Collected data
● ● ● ● ●

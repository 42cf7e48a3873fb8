use image::{GrayImage, Luma};
use std::path::{Path, PathBuf};
use std::sync::OnceLock;

static DEBUG_TRACE_PATH: OnceLock<Option<PathBuf>> = OnceLock::new();

/// Destination of the recognition trace image, taken from `ITF_DEBUG`
pub(crate) fn debug_trace_path() -> Option<&'static Path> {
    DEBUG_TRACE_PATH
        .get_or_init(|| std::env::var_os("ITF_DEBUG").map(PathBuf::from))
        .as_deref()
}

/// Per-iteration scanlines of one recognize call
///
/// Row `i` holds the averaged scanline of iteration `i`, row
/// `i + max_iterations` the threshold-path binary line when that path ran.
pub(crate) struct TraceImage {
    rows: usize,
    image: Option<GrayImage>,
}

impl TraceImage {
    pub(crate) fn new(max_iterations: u32) -> Self {
        Self {
            rows: max_iterations as usize * 2,
            image: None,
        }
    }

    /// Record a grayscale line; the first line fixes the image width
    pub(crate) fn gray_row(&mut self, row: usize, line: &[u8]) {
        self.put_row(row, line.iter().copied());
    }

    /// Record a 0/1 line as black/white
    pub(crate) fn binary_row(&mut self, row: usize, line: &[u8]) {
        let offset = self.rows / 2;
        self.put_row(row + offset, line.iter().map(|&v| v * 255));
    }

    fn put_row(&mut self, row: usize, values: impl Iterator<Item = u8>) {
        let (rows, width) = (self.rows, values.size_hint().0);
        let image = self
            .image
            .get_or_insert_with(|| GrayImage::new(width.max(1) as u32, rows.max(1) as u32));
        if row >= image.height() as usize {
            return;
        }
        for (x, value) in values.take(image.width() as usize).enumerate() {
            image.put_pixel(x as u32, row as u32, Luma([value]));
        }
    }

    pub(crate) fn save(&self, path: &Path) -> image::ImageResult<()> {
        match &self.image {
            Some(image) => image.save(path),
            None => Ok(()),
        }
    }
}
//! ITF barcode - Interleaved 2 of 5 encoding and recognition
//!
//! Encodes digit sequences into ITF bar patterns and recognizes them back from
//! noisy, slightly skewed scans. Recognition relies on repeated random
//! scanline sampling, two independent binarizations and majority voting, and
//! reads both the standard symbols and the legacy ones printed with thin and
//! thick bars swapped.

#![warn(missing_docs)]
#![allow(clippy::missing_docs_in_private_items)]

/// ITF decoding (encoding tables, scanline decoding, statistical recognizer)
pub mod decoder;
/// Error type shared by the crate
pub mod error;
/// Core data structures (Bar, BarSequence, Code, Point)
pub mod models;
/// Image IO and bar rendering helpers
pub mod tools;
/// Utility functions (binarization, rasters, scanline sampling)
pub mod utils;

mod debug;

pub use decoder::config::RecognizerConfig;
pub use decoder::recognizer::Recognizer;
pub use decoder::tables::Polarity;
pub use error::{ItfError, Result};
pub use models::{Bar, BarSequence, Code, Color, Thickness};
pub use utils::raster::{GrayView, Raster};

use image::GrayImage;
use rand::SeedableRng;
use rand_chacha::ChaCha8Rng;
use rayon::prelude::*;

/// Recognize the barcode filling `raster`
///
/// Returns an empty [`Code`] when nothing could be decoded within the
/// configured iteration budget.
pub fn recognize<R: Raster + ?Sized>(raster: &R, config: &RecognizerConfig) -> Result<Code> {
    let recognizer = Recognizer::new(raster)?;
    Ok(recognizer.recognize(config.min_iterations, config.max_iterations))
}

/// Recognize and reject failures
///
/// An empty result becomes [`ItfError::NotFound`]. With `verify_checksum`,
/// a code whose mod-10 residue is not zero becomes
/// [`ItfError::ChecksumMismatch`].
pub fn recognize_checked<R: Raster + ?Sized>(
    raster: &R,
    config: &RecognizerConfig,
    verify_checksum: bool,
) -> Result<Code> {
    let code = recognize(raster, config)?;
    verify_code(code, verify_checksum)
}

/// Turn an empty code into [`ItfError::NotFound`] and, with
/// `verify_checksum`, a non-zero mod-10 residue into
/// [`ItfError::ChecksumMismatch`]
pub fn verify_code(code: Code, verify_checksum: bool) -> Result<Code> {
    if code.is_empty() {
        return Err(ItfError::NotFound);
    }
    if verify_checksum {
        let checksum = code.mod10_check_sum();
        if checksum != 0 {
            return Err(ItfError::ChecksumMismatch {
                code: code.string(),
                checksum,
            });
        }
    }
    Ok(code)
}

/// Recognize many barcode images in parallel
///
/// Image `i` is processed with its own `ChaCha8Rng` seeded with `seed + i`,
/// so results do not depend on thread scheduling.
pub fn recognize_batch(images: &[GrayImage], config: &RecognizerConfig, seed: u64) -> Vec<Result<Code>> {
    images
        .par_iter()
        .enumerate()
        .map(|(i, image)| {
            let recognizer = Recognizer::new(image)?;
            let mut rng = ChaCha8Rng::seed_from_u64(seed.wrapping_add(i as u64));
            Ok(recognizer.recognize_with_rng(config.min_iterations, config.max_iterations, &mut rng))
        })
        .collect()
}

#[cfg(test)]
mod tests {
    use super::*;
    use crate::tools::render_code;

    #[test]
    fn test_recognize_rendered_code() {
        let code: Code = "31415926".parse().unwrap();
        let image = render_code(&code, 2, 30);
        let config = RecognizerConfig::new(1, 32);
        assert_eq!(recognize(&image, &config).unwrap(), code);
    }

    #[test]
    fn test_recognize_from_gray_view() {
        let code: Code = "2718".parse().unwrap();
        let image = render_code(&code, 2, 20);
        let (width, height) = image.dimensions();
        let raw = image.into_raw();
        let view = GrayView::new(&raw, width as usize, height as usize).unwrap();
        assert_eq!(recognize(&view, &RecognizerConfig::new(1, 32)).unwrap(), code);
    }

    #[test]
    fn test_recognize_too_small() {
        let image = GrayImage::new(3, 3);
        assert!(matches!(
            recognize(&image, &RecognizerConfig::new(1, 1)),
            Err(ItfError::RasterTooSmall { .. })
        ));
    }

    #[test]
    fn test_verify_code() {
        assert!(matches!(verify_code(Code::new(), false), Err(ItfError::NotFound)));

        let good: Code = "1236".parse().unwrap();
        assert_eq!(verify_code(good.clone(), true).unwrap(), good);

        let bad: Code = "1234".parse().unwrap();
        assert!(matches!(
            verify_code(bad.clone(), true),
            Err(ItfError::ChecksumMismatch { checksum: 2, .. })
        ));
        assert_eq!(verify_code(bad.clone(), false).unwrap(), bad);
    }

    #[test]
    fn test_recognize_checked() {
        let mut code: Code = "4711".parse().unwrap();
        code.add_mod10_check_sum();
        let image = render_code(&code, 2, 24);
        let config = RecognizerConfig::new(2, 32);
        assert_eq!(recognize_checked(&image, &config, true).unwrap(), code);
    }

    #[test]
    fn test_recognize_batch_is_ordered() {
        let codes: Vec<Code> = ["10", "2345", "678901"]
            .iter()
            .map(|s| s.parse().unwrap())
            .collect();
        let mut images: Vec<GrayImage> = codes.iter().map(|c| render_code(c, 2, 20)).collect();
        images.push(GrayImage::new(2, 2));

        let results = recognize_batch(&images, &RecognizerConfig::new(1, 32), 99);
        assert_eq!(results.len(), 4);
        for (result, code) in results.iter().zip(&codes) {
            assert_eq!(result.as_ref().unwrap(), code);
        }
        assert!(matches!(results[3], Err(ItfError::RasterTooSmall { .. })));
    }
}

● ● ● ● ●

■ Your goal:
Report all lines in the records that include the string "sampling".

■ Response to the exercise:
//! scanline sampling, two independent binarizations and majority voting, and
/// Utility functions (binarization, rasters, scanline sampling)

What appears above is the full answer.